In its first two years, the Aging Well program has awarded $10 million in grants to 38 organizations that serve adults with lower incomes. Grantees are focused on improving older adults’ physical, mental and financial health; supporting productive aging, emotional well-being, and social engagement; and making improvements to the built environment that enhance physical safety.
Funded by the Edward N. and Della L. Thome Memorial Foundation, Bank of America trustee, the Aging Well program is conducting multiple grant phases to both scale efforts with proven results and foster innovative approaches to the structural barriers that hinder the ability of older adults to age well while continuing to live in their homes.
Though grantees have had differing scopes of work, they served similar populations of older adults with lower incomes who were experiencing the same challenges to their ability to age in place.
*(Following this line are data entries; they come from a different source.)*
//! The image graph arena.
//!
//! Nodes are stored in an insertion-ordered arena keyed by name; parent and
//! child links are name keys rather than references, so the topology can be
//! shared immutably with the scheduler once construction finishes.

use crate::{Error, Result};
use kiln_core::ImageRef;
use petgraph::algo::{is_cyclic_directed, toposort};
use petgraph::graph::DiGraph;
use std::collections::HashMap;
use std::path::PathBuf;
use tracing::debug;

/// One image build unit.
#[derive(Debug, Clone)]
pub struct ImageNode {
    /// Unique short name (the component directory name).
    pub name: String,
    /// Fully qualified tag the image is built and pushed under.
    pub full_tag: String,
    /// Rendered build definition on disk.
    pub definition_path: PathBuf,
    /// Build context directory handed to the runtime.
    pub context_dir: PathBuf,
    /// Base image parsed from the first `FROM` line, when it followed the
    /// `namespace/name[:tag]` grammar.
    pub base: Option<ImageRef>,
    /// Parent node name, set by the link pass when the base image lives in
    /// the active namespace.
    pub parent: Option<String>,
    /// Names of nodes whose parent is this node.
    pub children: Vec<String>,
    /// Selected for building in the current run.
    pub matched: bool,
}

impl ImageNode {
    /// Create an unlinked, unmatched node.
    #[must_use]
    pub fn new(
        name: impl Into<String>,
        full_tag: impl Into<String>,
        definition_path: impl Into<PathBuf>,
        context_dir: impl Into<PathBuf>,
        base: Option<ImageRef>,
    ) -> Self {
        Self {
            name: name.into(),
            full_tag: full_tag.into(),
            definition_path: definition_path.into(),
            context_dir: context_dir.into(),
            base,
            parent: None,
            children: Vec::new(),
            matched: false,
        }
    }
}

/// Forest of image nodes keyed by name.
#[derive(Debug, Default)]
pub struct ImageGraph {
    nodes: HashMap<String, ImageNode>,
    /// Insertion order, for deterministic iteration and reporting.
    order: Vec<String>,
}

impl ImageGraph {
    /// Create an empty graph.
    #[must_use]
    pub fn new() -> Self {
        Self::default()
    }

    /// Add a node to the arena.
    ///
    /// # Errors
    ///
    /// Fails if a node with the same name already exists.
    pub fn insert(&mut self, node: ImageNode) -> Result<()> {
        if self.nodes.contains_key(&node.name) {
            return Err(Error::DuplicateComponent { name: node.name });
        }
        debug!(component = %node.name, tag = %node.full_tag, "Added image node");
        self.order.push(node.name.clone());
        self.nodes.insert(node.name.clone(), node);
        Ok(())
    }

    /// Link parents and children from each node's base reference.
    ///
    /// Runs after every node exists, so definition discovery order does not
    /// matter. A base image in `namespace` must resolve to a node in the
    /// arena; the pass finishes with a cycle check over the resulting
    /// parent links.
    ///
    /// # Errors
    ///
    /// Fails on an unresolvable in-namespace base or a dependency cycle.
    pub fn link_parents(&mut self, namespace: &str) -> Result<()> {
        let mut links: Vec<(String, String)> = Vec::new();
        for name in &self.order {
            let node = &self.nodes[name];
            let Some(base) = &node.base else { continue };
            if !base.in_namespace(namespace) {
                continue;
            }
            if !self.nodes.contains_key(&base.name) {
                return Err(Error::UnknownParent {
                    component: name.clone(),
                    parent: base.to_string(),
                });
            }
            links.push((name.clone(), base.name.clone()));
        }

        for (child, parent) in links {
            debug!(%child, %parent, "Linked image to parent");
            if let Some(node) = self.nodes.get_mut(&child) {
                node.parent = Some(parent.clone());
            }
            if let Some(node) = self.nodes.get_mut(&parent) {
                node.children.push(child);
            }
        }

        self.check_cycles()
    }

    fn check_cycles(&self) -> Result<()> {
        let mut graph: DiGraph<&str, ()> = DiGraph::new();
        let mut indices = HashMap::new();
        for name in &self.order {
            indices.insert(name.as_str(), graph.add_node(name.as_str()));
        }
        for node in self.nodes.values() {
            if let Some(parent) = &node.parent {
                graph.add_edge(indices[parent.as_str()], indices[node.name.as_str()], ());
            }
        }
        if is_cyclic_directed(&graph) {
            let members = self
                .order
                .iter()
                .filter(|name| self.nodes[*name].parent.is_some())
                .cloned()
                .collect::<Vec<_>>()
                .join(", ");
            return Err(Error::CycleDetected { members });
        }
        Ok(())
    }

    /// Names in a parent-before-child order, restricted to matched nodes.
    ///
    /// Used for reporting; the scheduler derives its own order dynamically
    /// from completion events.
    #[must_use]
    pub fn build_order(&self) -> Vec<String> {
        let mut graph: DiGraph<&str, ()> = DiGraph::new();
        let mut indices = HashMap::new();
        for name in &self.order {
            indices.insert(name.as_str(), graph.add_node(name.as_str()));
        }
        for node in self.nodes.values() {
            if let Some(parent) = &node.parent {
                graph.add_edge(indices[parent.as_str()], indices[node.name.as_str()], ());
            }
        }
        match toposort(&graph, None) {
            Ok(sorted) => sorted
                .into_iter()
                .map(|idx| graph[idx].to_string())
                .filter(|name| self.nodes[name].matched)
                .collect(),
            // Cycles are rejected by link_parents; an empty order here only
            // happens if the graph was never linked.
            Err(_) => Vec::new(),
        }
    }

    /// Look up a node by name.
    #[must_use]
    pub fn get(&self, name: &str) -> Option<&ImageNode> {
        self.nodes.get(name)
    }

    /// Look up a node mutably; construction-phase only.
    pub fn get_mut(&mut self, name: &str) -> Option<&mut ImageNode> {
        self.nodes.get_mut(name)
    }

    /// Whether a node exists.
    #[must_use]
    pub fn contains(&self, name: &str) -> bool {
        self.nodes.contains_key(name)
    }

    /// Number of nodes.
    #[must_use]
    pub fn len(&self) -> usize {
        self.nodes.len()
    }

    /// Whether the graph is empty.
    #[must_use]
    pub fn is_empty(&self) -> bool {
        self.nodes.is_empty()
    }

    /// Iterate nodes in insertion order.
    pub fn iter(&self) -> impl Iterator<Item = &ImageNode> {
        self.order.iter().filter_map(|name| self.nodes.get(name))
    }

    /// Names of all matched nodes, in insertion order.
    #[must_use]
    pub fn matched_names(&self) -> Vec<String> {
        self.iter()
            .filter(|node| node.matched)
            .map(|node| node.name.clone())
            .collect()
    }
}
At the end of the first year, grantees shared these key strategies for organizations serving older adults aging in place:
- Increase older adult agency – Older adults living with low-incomes often lack the financial means to participate in enrichment activities or to visit local retail or cultural sites. Onsite no- or low-cost enrichment programs enhance older adults’ sense of agency.
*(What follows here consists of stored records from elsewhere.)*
//! Tracing subscriber setup.

use tracing::Level;
use tracing_subscriber::EnvFilter;

/// Log verbosity options for the CLI.
#[derive(Debug, Clone, clap::ValueEnum)]
pub enum LogLevel {
    /// Show all logs (trace level).
    Trace,
    /// Show debug and above.
    Debug,
    /// Show info and above (default).
    Info,
    /// Show warnings and above.
    Warn,
    /// Show errors only.
    Error,
}

impl From<&LogLevel> for Level {
    fn from(level: &LogLevel) -> Self {
        match level {
            LogLevel::Trace => Level::TRACE,
            LogLevel::Debug => Level::DEBUG,
            LogLevel::Info => Level::INFO,
            LogLevel::Warn => Level::WARN,
            LogLevel::Error => Level::ERROR,
        }
    }
}

/// Log output format options.
#[derive(Debug, Clone, clap::ValueEnum)]
pub enum LogFormat {
    /// Compact single-line format (default).
    Compact,
    /// Pretty-printed human-readable format.
    Pretty,
    /// Structured JSON format.
    Json,
}

/// Initialise the global subscriber.
///
/// `RUST_LOG` takes precedence over the CLI level when set.
pub fn init(level: &LogLevel, format: &LogFormat) {
    let filter = EnvFilter::try_from_default_env()
        .unwrap_or_else(|_| EnvFilter::new(Level::from(level).to_string()));

    let builder = tracing_subscriber::fmt()
        .with_env_filter(filter)
        .with_target(false)
        .with_writer(std::io::stderr);

    match format {
        LogFormat::Compact => builder.compact().init(),
        LogFormat::Pretty => builder.pretty().init(),
        LogFormat::Json => builder.json().init(),
    }
}
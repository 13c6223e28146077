//! CLI subcommand implementations.

pub mod build;
pub mod list;

use kiln_core::BuildConfig;
use miette::IntoDiagnostic;
use std::path::Path;

/// Load the configuration file, tolerating a missing default file.
///
/// An explicitly named file must exist; the default `kiln.toml` falls back
/// to built-in defaults when absent so `kiln list` works in a bare tree.
pub fn load_config(path: &Path) -> miette::Result<BuildConfig> {
    if !path.exists() && path == Path::new("kiln.toml") {
        tracing::warn!("No kiln.toml found, using built-in defaults");
        return Ok(BuildConfig::default());
    }
    BuildConfig::from_file(path).into_diagnostic()
}
//! Build-context assembly.
//!
//! A build context starts as a copy of the component directory; registered
//! [`SourceResolver`]s then place external source trees into it before the
//! definition is rendered.

use crate::{Error, Result};
use std::path::Path;
use walkdir::WalkDir;

/// Materialises one named external source into a build context.
pub trait SourceResolver: Send + Sync {
    /// Resolver name, used in logs and errors.
    fn name(&self) -> &str;

    /// Place this resolver's files under `context_dir`.
    fn resolve(&self, context_dir: &Path) -> Result<()>;
}

/// Resolver that copies a local directory into the context under a fixed
/// subdirectory name.
pub struct CopyResolver {
    name: String,
    source: std::path::PathBuf,
    dest: String,
}

impl CopyResolver {
    /// Copy `source` into `<context>/<dest>`.
    #[must_use]
    pub fn new(name: impl Into<String>, source: impl Into<std::path::PathBuf>, dest: impl Into<String>) -> Self {
        Self {
            name: name.into(),
            source: source.into(),
            dest: dest.into(),
        }
    }
}

impl SourceResolver for CopyResolver {
    fn name(&self) -> &str {
        &self.name
    }

    fn resolve(&self, context_dir: &Path) -> Result<()> {
        let dest = context_dir.join(&self.dest);
        copy_tree(&self.source, &dest)?;
        tracing::debug!(resolver = %self.name, dest = %dest.display(), "Resolved source tree");
        Ok(())
    }
}

/// Assemble a build context: copy the component directory into
/// `context_dir`, then run every resolver against it.
pub fn assemble_context(
    component_dir: &Path,
    context_dir: &Path,
    resolvers: &[Box<dyn SourceResolver>],
) -> Result<()> {
    copy_tree(component_dir, context_dir)?;
    for resolver in resolvers {
        resolver.resolve(context_dir)?;
    }
    Ok(())
}

fn copy_tree(source: &Path, dest: &Path) -> Result<()> {
    for entry in WalkDir::new(source) {
        let entry = entry.map_err(|e| Error::Io {
            operation: "walk".to_string(),
            path: source.to_path_buf(),
            source: e.into(),
        })?;
        let relative = entry
            .path()
            .strip_prefix(source)
            .unwrap_or_else(|_| Path::new(""));
        let target = dest.join(relative);
        if entry.file_type().is_dir() {
            std::fs::create_dir_all(&target).map_err(Error::io("create dir", &target))?;
        } else {
            if let Some(parent) = target.parent() {
                std::fs::create_dir_all(parent).map_err(Error::io("create dir", parent))?;
            }
            std::fs::copy(entry.path(), &target).map_err(Error::io("copy", entry.path()))?;
        }
    }
    Ok(())
}

#[cfg(test)]
mod tests {
    use super::*;
    use tempfile::TempDir;

    #[test]
    fn assembles_component_copy() {
        let source = TempDir::new().unwrap();
        std::fs::write(source.path().join("Dockerfile"), "FROM acme/base").unwrap();
        std::fs::create_dir(source.path().join("scripts")).unwrap();
        std::fs::write(source.path().join("scripts/start.sh"), "#!/bin/sh").unwrap();

        let context = TempDir::new().unwrap();
        assemble_context(source.path(), context.path(), &[]).unwrap();

        assert!(context.path().join("Dockerfile").exists());
        assert!(context.path().join("scripts/start.sh").exists());
    }

    #[test]
    fn copy_resolver_places_tree_under_dest() {
        let external = TempDir::new().unwrap();
        std::fs::write(external.path().join("app.py"), "print()").unwrap();

        let component = TempDir::new().unwrap();
        std::fs::write(component.path().join("Dockerfile"), "FROM acme/base").unwrap();

        let context = TempDir::new().unwrap();
        let resolvers: Vec<Box<dyn SourceResolver>> = vec![Box::new(CopyResolver::new(
            "app-source",
            external.path(),
            "src",
        ))];
        assemble_context(component.path(), context.path(), &resolvers).unwrap();

        assert!(context.path().join("src/app.py").exists());
    }
}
- Address feelings of loneliness and isolation – COVID-19 exacerbated older adults’ isolation and loneliness as they were forced to comply with social distancing and quarantine policies as determined by the CDC. Onsite programs have increased older adults’ ability to connect with others.
- Create cooperative networks of local services – Organizations working together can create local networks that extend the reach of any single service provider.
About the Program
Launched in 2022 as a four-year, $19 million grant program, Aging Well was designed to support older adults who want to age safely and securely at home in their affordable housing communities in Maryland and Michigan.
In addition to receiving funding, each grantee participates in a multi-year learning collaborative comprised of other grantees from their state, receives technical assistance from a third-party evaluation firm and has the opportunity to network with funders in the field.
The program was designed to improve the health and well-being of older adults with lower incomes by supporting organizations that are dedicated to:
- Helping these individuals age with dignity at home
- Incubating new and innovative programs
- Sharing knowledge across a rich partner network
The program prioritizes organizations serving communities or groups that have and are continuing to experience persistent health inequities.
Scale What's Working I grantees' period of performance ends August 31, 2024, and the Scale What's Working II grantees' period of performance is from September 2023 to September 2025. The next phase of the program will focus on catalyzing innovation in the field. Winners of this next phase will be announced in May of 2024.